I think the inquisition which the trial court made into the words spoken by this appellant on the public issue invaded the man’s constitutional immunity. The provision reads: “Congress shall make no law * * * abridging the freedom of speech,” and congress has never attempted to abridge the freedom of speech of naturalized citizens. The courts are equally bound. They exercise their powers through lawful forms of procedure sanctioned by them. If they sanction a procedure to punish a man for speaking his mind on public questions, they unlawfully abridge his freedom of speech. The lawful powers they have in denatural-ization proceedings need not be detailed. Such powers can not lawfully be stretched against the Constitution to abridge freedom of speech. In my judgment that is precisely and exactly what has erroneously been done in this case.
The grimness of war hardens us all and we lean to harshness. Maybe normally the fact that this foreign-born appellant took to observing public men and affairs and to thinking about them, and dared to speak out what he thought, shows Americanization at work in him. He probably wasn’t raised that way. Maybe he used to step from the sidewalk and take off his hat to officials. Most likely something changed him before he got to talking that way about the President and how rotten the country’s run, and about perfections over there.
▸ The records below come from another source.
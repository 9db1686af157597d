//! In-memory store for tests, demos and offline play
//!
//! Holds both collections behind mutexes. Every transaction runs with its
//! collection locked, which gives the same per-document serialization a real
//! document database provides. Transient failures can be injected to
//! exercise retry paths.

use super::{
    ChangeEvent, ChangeStream, InventoryMutator, InventoryStore, LootBoxFilter, LootBoxMutator,
    LootBoxStore, Mutation, SortOrder, StoreError, StoreResult, Transacted,
};
use crate::inventory::UserInventory;
use crate::loot::{BoxId, LootBox, UserId};
use futures::channel::mpsc::{self, UnboundedSender};
use futures::StreamExt;
use parking_lot::Mutex;
use std::collections::HashMap;
use std::sync::atomic::{AtomicUsize, Ordering};
use std::sync::Arc;

struct Subscriber {
    filter: LootBoxFilter,
    tx: UnboundedSender<ChangeEvent>,
}

/// Number of upcoming calls, per operation class, that fail transiently
#[derive(Debug, Default)]
struct FaultPlan {
    box_reads: AtomicUsize,
    box_writes: AtomicUsize,
    inventory_reads: AtomicUsize,
    inventory_writes: AtomicUsize,
}

impl FaultPlan {
    fn trip(counter: &AtomicUsize, what: &str) -> StoreResult<()> {
        let tripped = counter
            .fetch_update(Ordering::SeqCst, Ordering::SeqCst, |n| n.checked_sub(1))
            .is_ok();
        if tripped {
            Err(StoreError::Transient(format!("injected {what} failure")))
        } else {
            Ok(())
        }
    }
}

#[derive(Default)]
struct Inner {
    boxes: Mutex<HashMap<BoxId, LootBox>>,
    inventories: Mutex<HashMap<UserId, UserInventory>>,
    subscribers: Mutex<Vec<Subscriber>>,
    faults: FaultPlan,
    box_commits: AtomicUsize,
}

/// Shared in-memory store; clones see the same data
#[derive(Clone, Default)]
pub struct MemoryStore {
    inner: Arc<Inner>,
}

impl MemoryStore {
    pub fn new() -> Self {
        Self::default()
    }

    /// Make the next `n` loot box reads fail transiently
    pub fn fail_next_box_reads(&self, n: usize) {
        self.inner.faults.box_reads.store(n, Ordering::SeqCst);
    }

    /// Make the next `n` loot box writes (creates and transactions) fail
    pub fn fail_next_box_writes(&self, n: usize) {
        self.inner.faults.box_writes.store(n, Ordering::SeqCst);
    }

    /// Make the next `n` inventory reads fail transiently
    pub fn fail_next_inventory_reads(&self, n: usize) {
        self.inner.faults.inventory_reads.store(n, Ordering::SeqCst);
    }

    /// Make the next `n` inventory transactions fail transiently
    pub fn fail_next_inventory_writes(&self, n: usize) {
        self.inner.faults.inventory_writes.store(n, Ordering::SeqCst);
    }

    /// Number of loot boxes stored
    pub fn loot_box_count(&self) -> usize {
        self.inner.boxes.lock().len()
    }

    /// Number of committed loot box writes (creates and replacements)
    pub fn box_commit_count(&self) -> usize {
        self.inner.box_commits.load(Ordering::SeqCst)
    }

    /// Direct read of a box, bypassing fault injection
    pub fn peek_loot_box(&self, id: &BoxId) -> Option<LootBox> {
        self.inner.boxes.lock().get(id).cloned()
    }

    /// Direct read of an inventory, bypassing fault injection
    pub fn peek_inventory(&self, user: &UserId) -> Option<UserInventory> {
        self.inner.inventories.lock().get(user).cloned()
    }

    /// Number of live subscriptions
    pub fn subscriber_count(&self) -> usize {
        let mut subscribers = self.inner.subscribers.lock();
        subscribers.retain(|s| !s.tx.is_closed());
        subscribers.len()
    }

    /// Fan a committed change out to subscribers. Called with the box map
    /// locked so delivery order matches commit order.
    fn notify(&self, before: Option<&LootBox>, after: &LootBox) {
        let mut subscribers = self.inner.subscribers.lock();
        subscribers.retain(|sub| {
            let was = before.is_some_and(|b| sub.filter.matches(b));
            let is = sub.filter.matches(after);
            let event = match (was, is) {
                (false, true) => ChangeEvent::added(after.clone()),
                (true, true) => ChangeEvent::modified(after.clone()),
                (true, false) => ChangeEvent::removed(after.clone()),
                (false, false) => return !sub.tx.is_closed(),
            };
            sub.tx.unbounded_send(event).is_ok()
        });
    }

    fn sorted(mut boxes: Vec<LootBox>, order: SortOrder) -> Vec<LootBox> {
        match order {
            SortOrder::NewestFirst => boxes.sort_by(|a, b| b.created_at.cmp(&a.created_at)),
            SortOrder::OldestFirst => boxes.sort_by(|a, b| a.created_at.cmp(&b.created_at)),
        }
        boxes
    }
}

#[async_trait::async_trait]
impl LootBoxStore for MemoryStore {
    async fn create_loot_box(&self, loot_box: LootBox) -> StoreResult<BoxId> {
        FaultPlan::trip(&self.inner.faults.box_writes, "loot box write")?;

        let mut boxes = self.inner.boxes.lock();
        if boxes.contains_key(&loot_box.id) {
            return Err(StoreError::Rejected(format!(
                "loot box {} already exists",
                loot_box.id
            )));
        }

        let id = loot_box.id.clone();
        self.notify(None, &loot_box);
        boxes.insert(id.clone(), loot_box);
        self.inner.box_commits.fetch_add(1, Ordering::SeqCst);
        Ok(id)
    }

    async fn get_loot_box(&self, id: &BoxId) -> StoreResult<Option<LootBox>> {
        FaultPlan::trip(&self.inner.faults.box_reads, "loot box read")?;
        Ok(self.inner.boxes.lock().get(id).cloned())
    }

    async fn transact_loot_box(
        &self,
        id: &BoxId,
        mutator: LootBoxMutator<'_>,
    ) -> StoreResult<Transacted<LootBox>> {
        FaultPlan::trip(&self.inner.faults.box_writes, "loot box transaction")?;

        let mut boxes = self.inner.boxes.lock();
        let Some(current) = boxes.get(id) else {
            return Ok(Transacted::Missing);
        };

        match mutator(current) {
            Mutation::Keep => Ok(Transacted::Unchanged(current.clone())),
            Mutation::Replace(next) => {
                let before = current.clone();
                self.notify(Some(&before), &next);
                boxes.insert(id.clone(), next.clone());
                self.inner.box_commits.fetch_add(1, Ordering::SeqCst);
                Ok(Transacted::Written(next))
            }
        }
    }

    async fn query_loot_boxes(
        &self,
        filter: &LootBoxFilter,
        order: SortOrder,
        limit: usize,
    ) -> StoreResult<Vec<LootBox>> {
        FaultPlan::trip(&self.inner.faults.box_reads, "loot box query")?;

        let matching: Vec<LootBox> = self
            .inner
            .boxes
            .lock()
            .values()
            .filter(|b| filter.matches(b))
            .cloned()
            .collect();

        let mut result = Self::sorted(matching, order);
        result.truncate(limit);
        Ok(result)
    }

    async fn subscribe_loot_boxes(&self, filter: LootBoxFilter) -> StoreResult<ChangeStream> {
        FaultPlan::trip(&self.inner.faults.box_reads, "loot box subscription")?;

        let (tx, rx) = mpsc::unbounded();

        // Snapshot and registration happen under the box lock so no commit
        // can slip between them.
        let boxes = self.inner.boxes.lock();
        let initial: Vec<LootBox> = boxes.values().filter(|b| filter.matches(b)).cloned().collect();
        for loot_box in Self::sorted(initial, SortOrder::NewestFirst) {
            // Receiver is alive, the send cannot fail here
            let _ = tx.unbounded_send(ChangeEvent::added(loot_box));
        }
        self.inner.subscribers.lock().push(Subscriber { filter, tx });
        drop(boxes);

        Ok(rx.boxed())
    }
}

#[async_trait::async_trait]
impl InventoryStore for MemoryStore {
    async fn get_inventory(&self, user: &UserId) -> StoreResult<Option<UserInventory>> {
        FaultPlan::trip(&self.inner.faults.inventory_reads, "inventory read")?;
        Ok(self.inner.inventories.lock().get(user).cloned())
    }

    async fn transact_inventory(
        &self,
        user: &UserId,
        mutator: InventoryMutator<'_>,
    ) -> StoreResult<Transacted<UserInventory>> {
        FaultPlan::trip(&self.inner.faults.inventory_writes, "inventory transaction")?;

        let mut inventories = self.inner.inventories.lock();
        let current = inventories
            .get(user)
            .cloned()
            .unwrap_or_else(|| UserInventory::new(user.clone()));

        match mutator(current.clone()) {
            Mutation::Keep => Ok(Transacted::Unchanged(current)),
            Mutation::Replace(next) => {
                inventories.insert(user.clone(), next.clone());
                Ok(Transacted::Written(next))
            }
        }
    }
}

#[cfg(test)]
mod tests {
    use super::*;
    use crate::loot::LootTier;
    use crate::store::ChangeKind;
    use chrono::{Duration, Utc};
    use futures::executor::block_on;

    fn new_box(minutes_ago: i64) -> LootBox {
        LootBox {
            id: BoxId::generate(),
            latitude: 0.0,
            longitude: 0.0,
            tier: LootTier::Common,
            contents: Vec::new(),
            collected: false,
            created_by: UserId::from("maker"),
            created_at: Utc::now() - Duration::minutes(minutes_ago),
            collected_by: None,
            collected_at: None,
        }
    }

    fn collect(user: &str) -> impl Fn(&LootBox) -> Mutation<LootBox> + Send + Sync {
        let user = UserId::from(user);
        move |b: &LootBox| {
            if b.collected {
                Mutation::Keep
            } else {
                Mutation::Replace(b.clone().into_collected(user.clone(), Utc::now()))
            }
        }
    }

    #[test]
    fn test_create_and_get() {
        let store = MemoryStore::new();
        let lb = new_box(0);
        let id = block_on(store.create_loot_box(lb.clone())).unwrap();
        assert_eq!(block_on(store.get_loot_box(&id)).unwrap(), Some(lb));
        assert_eq!(store.loot_box_count(), 1);
    }

    #[test]
    fn test_duplicate_create_rejected() {
        let store = MemoryStore::new();
        let lb = new_box(0);
        block_on(store.create_loot_box(lb.clone())).unwrap();
        assert!(matches!(
            block_on(store.create_loot_box(lb)),
            Err(StoreError::Rejected(_))
        ));
    }

    #[test]
    fn test_transaction_outcomes() {
        let store = MemoryStore::new();
        let lb = new_box(0);
        block_on(store.create_loot_box(lb.clone())).unwrap();

        let first = block_on(store.transact_loot_box(&lb.id, &collect("a"))).unwrap();
        assert!(matches!(first, Transacted::Written(ref b) if b.collected));

        let second = block_on(store.transact_loot_box(&lb.id, &collect("b"))).unwrap();
        match second {
            Transacted::Unchanged(b) => assert_eq!(b.collected_by, Some(UserId::from("a"))),
            other => panic!("unexpected {other:?}"),
        }

        let missing = block_on(store.transact_loot_box(&BoxId::from("nope"), &collect("a")));
        assert_eq!(missing.unwrap(), Transacted::Missing);
    }

    #[test]
    fn test_query_orders_and_limits() {
        let store = MemoryStore::new();
        let old = new_box(10);
        let mid = new_box(5);
        let new = new_box(0);
        for b in [&mid, &old, &new] {
            block_on(store.create_loot_box(b.clone())).unwrap();
        }

        let newest =
            block_on(store.query_loot_boxes(&LootBoxFilter::uncollected(), SortOrder::NewestFirst, 2))
                .unwrap();
        assert_eq!(newest.iter().map(|b| &b.id).collect::<Vec<_>>(), vec![&new.id, &mid.id]);

        let oldest =
            block_on(store.query_loot_boxes(&LootBoxFilter::default(), SortOrder::OldestFirst, 10))
                .unwrap();
        assert_eq!(oldest[0].id, old.id);
    }

    #[test]
    fn test_subscription_snapshot_then_changes() {
        let store = MemoryStore::new();
        let existing = new_box(1);
        block_on(store.create_loot_box(existing.clone())).unwrap();

        let mut stream = block_on(store.subscribe_loot_boxes(LootBoxFilter::uncollected())).unwrap();
        let first = block_on(stream.next()).unwrap();
        assert_eq!(first.kind, ChangeKind::Added);
        assert_eq!(first.loot_box.id, existing.id);

        block_on(store.transact_loot_box(&existing.id, &collect("a"))).unwrap();
        let removal = block_on(stream.next()).unwrap();
        assert_eq!(removal.kind, ChangeKind::Removed);
        assert!(removal.loot_box.collected);
    }

    #[test]
    fn test_dropped_subscription_pruned() {
        let store = MemoryStore::new();
        let stream = block_on(store.subscribe_loot_boxes(LootBoxFilter::default())).unwrap();
        assert_eq!(store.subscriber_count(), 1);
        drop(stream);
        block_on(store.create_loot_box(new_box(0))).unwrap();
        assert_eq!(store.subscriber_count(), 0);
    }

    #[test]
    fn test_injected_faults_are_transient_and_consumed() {
        let store = MemoryStore::new();
        store.fail_next_box_writes(1);
        let lb = new_box(0);
        let err = block_on(store.create_loot_box(lb.clone())).unwrap_err();
        assert!(err.is_transient());
        assert_eq!(store.loot_box_count(), 0);
        assert!(block_on(store.create_loot_box(lb)).is_ok());
    }

    #[test]
    fn test_inventory_created_lazily() {
        let store = MemoryStore::new();
        let user = UserId::from("u");
        assert!(block_on(store.get_inventory(&user)).unwrap().is_none());

        let keep = block_on(store.transact_inventory(&user, &|_| Mutation::Keep)).unwrap();
        assert!(matches!(keep, Transacted::Unchanged(ref inv) if inv.user_id == user));
        assert!(store.peek_inventory(&user).is_none());

        block_on(store.transact_inventory(&user, &|mut inv| {
            inv.total_boxes_collected += 1;
            Mutation::Replace(inv)
        }))
        .unwrap();
        assert_eq!(store.peek_inventory(&user).unwrap().total_boxes_collected, 1);
    }
}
Of course he had no skill at it. His line of talk was weak. It didn’t endanger the country. The zeal to destroy him on account of his speaking was excessive and the record of the trial smacks of hysteria. The trial judge’s opinion might even be taken to imply that be believed the appellant to have been generally in favor of putting torches to cathedrals, synagogues, churches, libraries and books; and torture, robbery and murder in cold blood. Not apparently of practicing witchcraft.
After Pearl Harbor appellant was all for our successful conduct of the war and he swears that he is ready and willing to bear arms for this country against Germany or any other enemy. There’s no question of his honesty. What I believe to have been mistaken busyness of so many of us noncombatants about mere words spoken in this country of free speech has cost us a soldier, besides breaching the good faith of our country pledged in its grant of citizenship, with all the rights and immunities thereof, to this appellant.